Etlase2 and I have a history about this kind of thing.  He proposes BS,and I point out it's flaws.  It drives him nuts.  He's being fuzzy because he is afraid that someone is going to point out flaws.

Wouldn't we need to take him off ignore before we could do that?

I don't have the luxury of ignoring members.  Those who would most likely earn it, are the same group of people that need be moderated.

I wouldn't agree that Etlase2 falls into that catagory anyway.  He is as free to make his silly proposals as I am to mock them.

And mock them I shall, it's one of the things that makes that "Global Moderator" tag worthwhile.

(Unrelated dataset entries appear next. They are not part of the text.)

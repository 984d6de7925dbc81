//! Partial-data degradation: the build must stay maximally available from
//! incomplete or malformed sources and surface every degradation through the
//! build report instead of failing.

use std::io::Write;

use crs_registry::{CrsRegistry, TableSet};

fn init_tracing() {
    use tracing_subscriber::EnvFilter;
    let _ = tracing_subscriber::fmt()
        .with_env_filter(EnvFilter::from_default_env())
        .with_test_writer()
        .try_init();
}

#[test]
fn empty_table_set_builds_empty_registry() {
    init_tracing();
    let registry = CrsRegistry::from_tables(&TableSet::default());
    assert!(registry.is_empty());
    assert_eq!(registry.all().count(), 0);
    assert!(registry.by_code(4326).is_none());
    assert!(registry.report().stages.iter().all(|stage| !stage.present));
}

#[test]
fn missing_datum_table_degrades_geographic_rows() {
    init_tracing();
    let tables = TableSet {
        units: Some("9102\tdegree\t9101\t3.14159265358979\t180\t0\n".into()),
        crs: Some("4326\tWGS84\t6422\t1262\tgeographic 2D\t6326\t0\n".into()),
        ..TableSet::default()
    };

    let registry = CrsRegistry::from_tables(&tables);
    // The datum join finds nothing, so the geographic row is dropped; the
    // build itself still completes
    assert!(registry.by_code(4326).is_none());

    let report = registry.report();
    assert!(!report.stage("datums").unwrap().present);
    let crs_stage = report.stage("crs").unwrap();
    assert_eq!(crs_stage.rows, 1);
    assert_eq!(crs_stage.loaded, 0);
    assert_eq!(crs_stage.skipped.len(), 1);
}

#[test]
fn malformed_rows_degrade_row_by_row() {
    init_tracing();
    let tables = TableSet {
        units: Some(
            "9102\tdegree\t9101\t3.14159265358979\t180\t0\n\
             garbage line without tabs\n\
             9001\tmetre\t9001\t1\t\t0\n"
                .into(),
        ),
        spheroids: Some(
            "7030\tWGS 84\t6378137\t\t298.257223563\t0\n\
             not-a-code\tBroken\t1\t2\t3\t0\n"
                .into(),
        ),
        prime_meridians: Some("8901\tGreenwich\t0\t0\n".into()),
        datums: Some("6326\tWGS84\t7030\t8901\tgeodetic\t0\n".into()),
        crs: Some(
            "4326\tWGS84\t6422\t1262\tgeographic 2D\t6326\t0\n\
             9999\tMystery\tnot enough fields\n"
                .into(),
        ),
        ..TableSet::default()
    };

    let registry = CrsRegistry::from_tables(&tables);
    assert_eq!(registry.len(), 1);
    assert!(registry.by_code(4326).is_some());

    let report = registry.report();
    assert_eq!(report.stage("units").unwrap().skipped.len(), 1);
    assert_eq!(report.stage("spheroids").unwrap().skipped.len(), 1);
    assert!(report.total_skipped() >= 3);

    let rendered = report.to_string();
    assert!(rendered.contains("Registry Build Report"));
    assert!(rendered.contains("Skipped rows:"));
}

#[test]
fn geographic_with_datum_missing_components_still_builds() {
    init_tracing();
    // The datum row references a spheroid and meridian that never loaded;
    // the datum materializes with those fields unset and the geographic
    // system built on it carries that through
    let tables = TableSet {
        datums: Some("6326\tWGS84\t7030\t8901\tgeodetic\t0\n".into()),
        crs: Some("4326\tWGS84\t6422\t1262\tgeographic 2D\t6326\t0\n".into()),
        ..TableSet::default()
    };

    let registry = CrsRegistry::from_tables(&tables);
    let crs = registry.by_code(4326).expect("row still builds");
    let geographic = crs.as_geographic().unwrap();

    let datum = geographic.datum.as_ref().unwrap();
    assert!(datum.spheroid.is_none());
    assert!(datum.prime_meridian.is_none());
    assert!(geographic.prime_meridian().is_none());
    assert!(geographic.angular_unit.is_none());
    assert!(geographic.axes.is_empty());
    assert!(geographic.area.is_none());
}

#[test]
fn projection_metadata_missing_leaves_projection_unset() {
    init_tracing();
    let tables = TableSet {
        spheroids: Some("7030\tWGS 84\t6378137\t\t298.257223563\t0\n".into()),
        prime_meridians: Some("8901\tGreenwich\t0\t0\n".into()),
        datums: Some("6326\tWGS84\t7030\t8901\tgeodetic\t0\n".into()),
        crs: Some(
            "4326\tWGS84\t6422\t1262\tgeographic 2D\t6326\t0\n\
             32631\tUTM 31N\t4400\t1262\tprojected\t4326\t16031\t0\n"
                .into(),
        ),
        ..TableSet::default()
    };

    let registry = CrsRegistry::from_tables(&tables);
    let projected = registry.by_code(32631).unwrap().as_projected().unwrap().clone();
    // Non-critical joins degrade to unset fields
    assert!(projected.projection.is_none());
    assert!(projected.linear_unit.is_none());
    // The critical join held: the source geographic system exists
    assert_eq!(projected.source.code, 4326);
}

#[test]
fn load_dir_reads_what_exists_and_degrades_the_rest() {
    init_tracing();
    let dir = tempfile::tempdir().unwrap();

    let mut units = std::fs::File::create(dir.path().join("units.tsv")).unwrap();
    writeln!(units, "9102\tdegree\t9101\t3.14159265358979\t180\t0").unwrap();

    let mut spheroids = std::fs::File::create(dir.path().join("spheroids.tsv")).unwrap();
    writeln!(spheroids, "7030\tWGS 84\t6378137\t\t298.257223563\t0").unwrap();

    let mut meridians = std::fs::File::create(dir.path().join("prime_meridians.tsv")).unwrap();
    writeln!(meridians, "8901\tGreenwich\t0\t0").unwrap();

    let mut datums = std::fs::File::create(dir.path().join("datums.tsv")).unwrap();
    writeln!(datums, "6326\tWGS84\t7030\t8901\tgeodetic\t0").unwrap();

    let mut crs = std::fs::File::create(dir.path().join("crs.tsv")).unwrap();
    writeln!(crs, "4326\tWGS84\t6422\t1262\tgeographic 2D\t6326\t0").unwrap();

    // areas.tsv, axes.tsv and the projection tables are intentionally absent
    let tables = TableSet::load_dir(dir.path());
    assert!(tables.units.is_some());
    assert!(tables.areas.is_none());

    let registry = CrsRegistry::from_tables(&tables);
    let crs = registry.by_code(4326).expect("partial catalog still serves");
    assert_eq!(crs.name(), "WGS84");
    assert!(crs.area().is_none());
    assert!(!registry.report().stage("areas").unwrap().present);
}

#[test]
fn registry_summary_reflects_partial_build() {
    init_tracing();
    let tables = TableSet {
        spheroids: Some("7030\tWGS 84\t6378137\t\t298.257223563\t0\n".into()),
        prime_meridians: Some("8901\tGreenwich\t0\t0\n".into()),
        datums: Some("6326\tWGS84\t7030\t8901\tgeodetic\t0\n".into()),
        crs: Some("4326\tWGS84\t6422\t1262\tgeographic 2D\t6326\t0\n".into()),
        ..TableSet::default()
    };

    let registry = CrsRegistry::from_tables(&tables);
    let json = registry.to_json().unwrap();
    assert!(json.contains("\"code\": 4326"));
    assert!(json.contains("\"kind\": \"geographic\""));
}
//! Row-level helpers for the tab-separated reference tables.
//!
//! All tables share one grammar: fixed-position tab-separated columns, blank
//! and `#`-prefixed lines ignored, a trailing deprecated column whose literal
//! text `"1"` means true. Numeric columns may be blank; blank floats parse to
//! NaN and blank integer codes to `None` instead of failing the row.
//!
//! ## Example
//!
//! ```rust
//! use crs_registry::parsing::row::{data_rows, parse_code, parse_f64, parse_flag, split_fixed};
//!
//! let table = "# prime meridians\n8901\tGreenwich\t0\t0\n";
//! for (line_no, line) in data_rows(table) {
//!     let fields = split_fixed(line, line_no, 4).unwrap();
//!     assert_eq!(parse_code(fields[0]), Some(8901));
//!     assert_eq!(parse_f64(fields[2]), 0.0);
//!     assert!(!parse_flag(fields[3]));
//! }
//! ```

pub mod row;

"The powers of financial capitalism had another far-reaching aim, nothing less than to create a world system of financial control in private hands able to dominate the political system of each country and the economy of the world as a whole. This system was to be controlled in a feudalist fashion by the central banks of the world acting in concert, by secret agreements arrived at in frequent meetings and conferences. The apex of the systems was to be the Bank for International Settlements in Basel, Switzerland, a private bank owned and controlled by the world's central banks which were themselves private corporations. Each central bank...sought to dominate its government by its ability to control Treasury loans, to manipulate foreign exchanges, to influence the level of economic activity in the country, and to influence cooperative politicians by subsequent economic rewards in the business world."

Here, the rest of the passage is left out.